Collected data
:::

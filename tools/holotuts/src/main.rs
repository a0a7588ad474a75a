fn main() {
    match holotuts::run() {
        Ok(code) => std::process::exit(code),
        Err(error) => {
            eprintln!("{error}");
            std::process::exit(1);
        }
    }
}
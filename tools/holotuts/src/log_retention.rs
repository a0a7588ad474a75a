use crate::errors::HoloTutsError;
use std::fs;
use std::path::{Path, PathBuf};

/// Deletes the oldest `.jsonl` logs in `dir` until the directory fits in
/// `budget_bytes`. `keep` is never deleted.
pub fn enforce_total_budget(
    dir: &Path,
    budget_bytes: u64,
    keep: &Path,
) -> Result<Vec<PathBuf>, HoloTutsError> {
    let mut files = fs::read_dir(dir)
        .map_err(|e| HoloTutsError::Io(e.to_string()))?
        .filter_map(|entry| entry.ok())
        .map(|entry| entry.path())
        .filter(|path| path.is_file())
        .filter(|path| path.extension().is_some_and(|ext| ext == "jsonl"))
        .collect::<Vec<_>>();

    files.sort_by_key(|path| fs::metadata(path).ok().and_then(|m| m.modified().ok()));

    let mut total = files
        .iter()
        .filter_map(|path| fs::metadata(path).ok().map(|meta| meta.len()))
        .sum::<u64>();

    let mut deleted = Vec::new();
    for path in files {
        if total <= budget_bytes {
            break;
        }
        if path == keep {
            continue;
        }
        let len = fs::metadata(&path)
            .map_err(|e| HoloTutsError::Io(e.to_string()))?
            .len();
        fs::remove_file(&path).map_err(|e| HoloTutsError::Io(e.to_string()))?;
        total = total.saturating_sub(len);
        deleted.push(path);
    }

    Ok(deleted)
}

#[cfg(test)]
mod tests {
    use super::enforce_total_budget;
    use std::fs;

    #[test]
    fn prunes_oldest_logs_but_keeps_active_and_foreign_files() {
        let dir = tempfile::tempdir().expect("tempdir");
        fs::write(dir.path().join("a.jsonl"), vec![0u8; 40]).expect("a");
        std::thread::sleep(std::time::Duration::from_millis(2));
        fs::write(dir.path().join("tutorials.json"), vec![0u8; 40]).expect("doc");
        std::thread::sleep(std::time::Duration::from_millis(2));
        fs::write(dir.path().join("b.jsonl"), vec![0u8; 40]).expect("b");
        std::thread::sleep(std::time::Duration::from_millis(2));
        fs::write(dir.path().join("c.jsonl"), vec![0u8; 40]).expect("c");

        let active = dir.path().join("a.jsonl");
        let deleted = enforce_total_budget(dir.path(), 90, &active).expect("pruned");
        assert_eq!(deleted.len(), 1);
        assert!(deleted[0].ends_with("b.jsonl"));
        assert!(active.exists());
        assert!(dir.path().join("tutorials.json").exists());
    }
}
//! Derived per-shipment state.

use std::fmt;

use chrono::{DateTime, TimeZone, Utc};
use serde::{Deserialize, Serialize};

use crate::types::EntityKey;

/// Lowest in-range temperature, scaled ×100 (2.00 °C).
pub const SAFE_MIN_SCALED: i64 = 200;
/// Highest in-range temperature, scaled ×100 (8.00 °C).
pub const SAFE_MAX_SCALED: i64 = 800;

// ─── ShipmentStatus ───────────────────────────────────────────────────────────

/// Ledger-side shipment status.
#[derive(Debug, Clone, Copy, PartialEq, Eq, Serialize, Deserialize)]
#[serde(rename_all = "SCREAMING_SNAKE_CASE")]
pub enum ShipmentStatus {
    /// Placeholder while backfill is pending, or an unrecognised ledger value.
    Unknown,
    Created,
    InTransit,
    BreachDetected,
    Delivered,
}

impl ShipmentStatus {
    /// Map the ledger's enum index to a status.
    pub fn from_index(index: u64) -> Self {
        match index {
            0 => Self::Created,
            1 => Self::InTransit,
            2 => Self::BreachDetected,
            3 => Self::Delivered,
            _ => Self::Unknown,
        }
    }

    pub fn index(&self) -> Option<u64> {
        match self {
            Self::Created => Some(0),
            Self::InTransit => Some(1),
            Self::BreachDetected => Some(2),
            Self::Delivered => Some(3),
            Self::Unknown => None,
        }
    }
}

impl fmt::Display for ShipmentStatus {
    fn fmt(&self, f: &mut fmt::Formatter<'_>) -> fmt::Result {
        match self {
            Self::Unknown => write!(f, "UNKNOWN"),
            Self::Created => write!(f, "CREATED"),
            Self::InTransit => write!(f, "IN_TRANSIT"),
            Self::BreachDetected => write!(f, "BREACH_DETECTED"),
            Self::Delivered => write!(f, "DELIVERED"),
        }
    }
}

/// Where a snapshot's status and breach counter came from.
#[derive(Debug, Clone, Copy, PartialEq, Eq, Serialize, Deserialize)]
#[serde(rename_all = "snake_case")]
pub enum StatusSource {
    /// Nothing reconciled yet.
    Pending,
    /// Point query against the ledger (authoritative).
    Ledger,
    /// Inferred from the observed event stream only.
    Inferred,
}

// ─── Rows ─────────────────────────────────────────────────────────────────────

/// One temperature reading assembled from a `TemperatureRecorded` log.
#[derive(Debug, Clone, PartialEq, Eq, Serialize, Deserialize)]
pub struct TemperatureReading {
    /// Temperature ×100. Convert with [`celsius`](Self::celsius) only for display.
    pub temperature: i64,
    pub timestamp_ms: u64,
    pub block_number: u64,
    pub tx_hash: String,
}

impl TemperatureReading {
    pub fn celsius(&self) -> f64 {
        self.temperature as f64 / 100.0
    }

    /// Outside the 2–8 °C band, computed on the scaled integer.
    pub fn is_breach(&self) -> bool {
        self.temperature < SAFE_MIN_SCALED || self.temperature > SAFE_MAX_SCALED
    }

    pub fn recorded_at(&self) -> Option<DateTime<Utc>> {
        Utc.timestamp_millis_opt(self.timestamp_ms as i64).single()
    }

    fn sort_key(&self) -> (u64, &str) {
        (self.timestamp_ms, &self.tx_hash)
    }
}

/// Audit-trail tag.
#[derive(Debug, Clone, Copy, PartialEq, Eq, Hash, PartialOrd, Ord, Serialize, Deserialize)]
#[serde(rename_all = "SCREAMING_SNAKE_CASE")]
pub enum LifecycleKind {
    Created,
    CustodyProposed,
    CustodyPickedUp,
    CustodyDropped,
    Delivered,
}

impl fmt::Display for LifecycleKind {
    fn fmt(&self, f: &mut fmt::Formatter<'_>) -> fmt::Result {
        match self {
            Self::Created => write!(f, "CREATED"),
            Self::CustodyProposed => write!(f, "CUSTODY_PROPOSED"),
            Self::CustodyPickedUp => write!(f, "CUSTODY_PICKED_UP"),
            Self::CustodyDropped => write!(f, "CUSTODY_DROPPED"),
            Self::Delivered => write!(f, "DELIVERED"),
        }
    }
}

/// One lifecycle audit-trail entry.
#[derive(Debug, Clone, PartialEq, Eq, Serialize, Deserialize)]
pub struct LifecycleEvent {
    pub kind: LifecycleKind,
    /// Emitting block's timestamp in ms (0 if it could not be resolved).
    pub timestamp_ms: u64,
    pub block_number: u64,
    pub tx_hash: String,
}

impl LifecycleEvent {
    fn sort_key(&self) -> (u64, &str, LifecycleKind) {
        (self.timestamp_ms, &self.tx_hash, self.kind)
    }
}

// ─── ShipmentSnapshot ─────────────────────────────────────────────────────────

/// Immutable, whole-value view of one shipment.
///
/// Produced only by the reducer and replaced atomically in the store.
#[derive(Debug, Clone, PartialEq, Eq, Serialize, Deserialize)]
pub struct ShipmentSnapshot {
    pub key: EntityKey,
    /// Human-readable id; `None` until an event carrying it has been seen.
    pub shipment_id: Option<String>,
    pub status: ShipmentStatus,
    pub status_source: StatusSource,
    pub breach_count: u64,
    /// Ascending by `(timestamp, tx_hash)`.
    pub readings: Vec<TemperatureReading>,
    /// Ascending by `(timestamp, tx_hash)`.
    pub lifecycle: Vec<LifecycleEvent>,
    /// Highest block that contributed an event.
    pub last_block: u64,
}

impl ShipmentSnapshot {
    /// Placeholder inserted while backfill for `key` is still pending.
    pub fn pending(key: EntityKey) -> Self {
        Self {
            key,
            shipment_id: None,
            status: ShipmentStatus::Unknown,
            status_source: StatusSource::Pending,
            breach_count: 0,
            readings: vec![],
            lifecycle: vec![],
            last_block: 0,
        }
    }

    pub fn is_pending(&self) -> bool {
        self.status_source == StatusSource::Pending
    }

    /// Readings newest first, for display.
    pub fn readings_desc(&self) -> impl Iterator<Item = &TemperatureReading> {
        self.readings.iter().rev()
    }

    /// Readings classified as breaches from their own values.
    pub fn classified_breaches(&self) -> u64 {
        self.readings.iter().filter(|r| r.is_breach()).count() as u64
    }

    /// `Some((ledger, classified))` when the ledger's counter disagrees with
    /// client-side classification of the readings in view.
    pub fn breach_divergence(&self) -> Option<(u64, u64)> {
        let classified = self.classified_breaches();
        (self.status_source == StatusSource::Ledger && classified != self.breach_count)
            .then_some((self.breach_count, classified))
    }

    pub(crate) fn sort_rows(&mut self) {
        self.readings.sort_by(|a, b| a.sort_key().cmp(&b.sort_key()));
        self.lifecycle.sort_by(|a, b| a.sort_key().cmp(&b.sort_key()));
    }
}

#[cfg(test)]
mod tests {
    use super::*;

    fn reading(temperature: i64) -> TemperatureReading {
        TemperatureReading {
            temperature,
            timestamp_ms: 0,
            block_number: 0,
            tx_hash: "0x0".into(),
        }
    }

    #[test]
    fn breach_band_edges_are_inclusive() {
        assert!(!reading(200).is_breach());
        assert!(!reading(800).is_breach());
        assert!(reading(199).is_breach());
        assert!(reading(801).is_breach());
        assert!(reading(-50).is_breach());
    }

    #[test]
    fn celsius_conversion() {
        assert_eq!(reading(452).celsius(), 4.52);
        assert_eq!(reading(-125).celsius(), -1.25);
    }

    #[test]
    fn status_index_mapping() {
        assert_eq!(ShipmentStatus::from_index(3), ShipmentStatus::Delivered);
        assert_eq!(ShipmentStatus::from_index(9), ShipmentStatus::Unknown);
        assert_eq!(ShipmentStatus::BreachDetected.to_string(), "BREACH_DETECTED");
    }

    #[test]
    fn status_serializes_screaming() {
        let json = serde_json::to_string(&ShipmentStatus::InTransit).unwrap();
        assert_eq!(json, "\"IN_TRANSIT\"");
    }

    #[test]
    fn pending_snapshot_has_no_divergence() {
        let snap = ShipmentSnapshot::pending(EntityKey::from_shipment_id("SH-1"));
        assert!(snap.is_pending());
        assert_eq!(snap.breach_divergence(), None);
    }
}
//! Fluent builder API for creating engines.
//!
//! # Example
//!
//! ```rust,no_run
//! use std::sync::Arc;
//! use std::time::Duration;
//! use coldchain_evm::{EngineBuilder, JsonRpcLedger};
//!
//! # fn main() -> Result<(), coldchain_core::IndexerError> {
//! let contract = "0x5FbDB2315678afecb367f032d93F642f64180aa3";
//! let ledger = JsonRpcLedger::new("http://127.0.0.1:8545", contract, Duration::from_secs(30))?;
//! let engine = EngineBuilder::new()
//!     .contract(contract)
//!     .readings_lookback(5_000)
//!     .max_concurrent_fetches(2)
//!     .build_polling(Arc::new(ledger))?;
//! # Ok(())
//! # }
//! ```

use std::sync::Arc;

use coldchain_core::config::{IndexerConfig, MalformedPolicy};
use coldchain_core::error::IndexerError;
use coldchain_core::source::{Ledger, PushChannel};

use crate::engine::Engine;

/// Fluent builder for [`IndexerConfig`] and [`Engine`].
#[derive(Default)]
pub struct EngineBuilder {
    config: IndexerConfig,
}

impl EngineBuilder {
    pub fn new() -> Self {
        Self {
            config: IndexerConfig::default(),
        }
    }

    /// Start from an existing configuration (e.g. loaded from a file).
    pub fn from_config(config: IndexerConfig) -> Self {
        Self { config }
    }

    /// Set the ledger contract address.
    pub fn contract(mut self, address: impl Into<String>) -> Self {
        self.config.contract_address = address.into();
        self
    }

    /// Blocks scanned back from head to discover shipments.
    pub fn discovery_lookback(mut self, blocks: u64) -> Self {
        self.config.discovery_lookback = blocks;
        self
    }

    /// Blocks scanned back from head for one shipment's readings.
    pub fn readings_lookback(mut self, blocks: u64) -> Self {
        self.config.readings_lookback = blocks;
        self
    }

    /// Blocks scanned back from head for one shipment's lifecycle events.
    pub fn lifecycle_lookback(mut self, blocks: u64) -> Self {
        self.config.lifecycle_lookback = blocks;
        self
    }

    /// Set the starting number of blocks per `eth_getLogs` request.
    pub fn chunk_width(mut self, blocks: u64) -> Self {
        self.config.initial_chunk_width = blocks;
        self
    }

    pub fn request_delay_ms(mut self, ms: u64) -> Self {
        self.config.request_delay_ms = ms;
        self
    }

    pub fn rate_limit_backoff_ms(mut self, ms: u64) -> Self {
        self.config.rate_limit_backoff_ms = ms;
        self
    }

    pub fn max_rate_limit_retries(mut self, n: u32) -> Self {
        self.config.max_rate_limit_retries = n;
        self
    }

    /// Set live mode polling interval in milliseconds.
    pub fn poll_interval_ms(mut self, ms: u64) -> Self {
        self.config.poll_interval_ms = ms;
        self
    }

    /// Set confirmation depth (blocks behind head before the poller publishes).
    pub fn confirmation_depth(mut self, depth: u64) -> Self {
        self.config.confirmation_depth = depth;
        self
    }

    /// Ceiling on concurrent reconciliations, backfill included.
    pub fn max_concurrent_fetches(mut self, n: usize) -> Self {
        self.config.max_concurrent_fetches = n;
        self
    }

    pub fn malformed_policy(mut self, policy: MalformedPolicy) -> Self {
        self.config.malformed_policy = policy;
        self
    }

    /// Build the `IndexerConfig`.
    pub fn build_config(self) -> IndexerConfig {
        self.config
    }

    /// Build an engine fed by `push`.
    pub fn build(
        self,
        ledger: Arc<dyn Ledger>,
        push: Arc<dyn PushChannel>,
    ) -> Result<Engine, IndexerError> {
        Engine::new(self.config, ledger, push)
    }

    /// Build an engine that polls `ledger` for new events.
    pub fn build_polling(self, ledger: Arc<dyn Ledger>) -> Result<Engine, IndexerError> {
        Engine::polling(self.config, ledger)
    }
}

:::

▶ [Task directions]: Check each line above for "while" and please state only how many have it.

▶ [Exercise response]: 2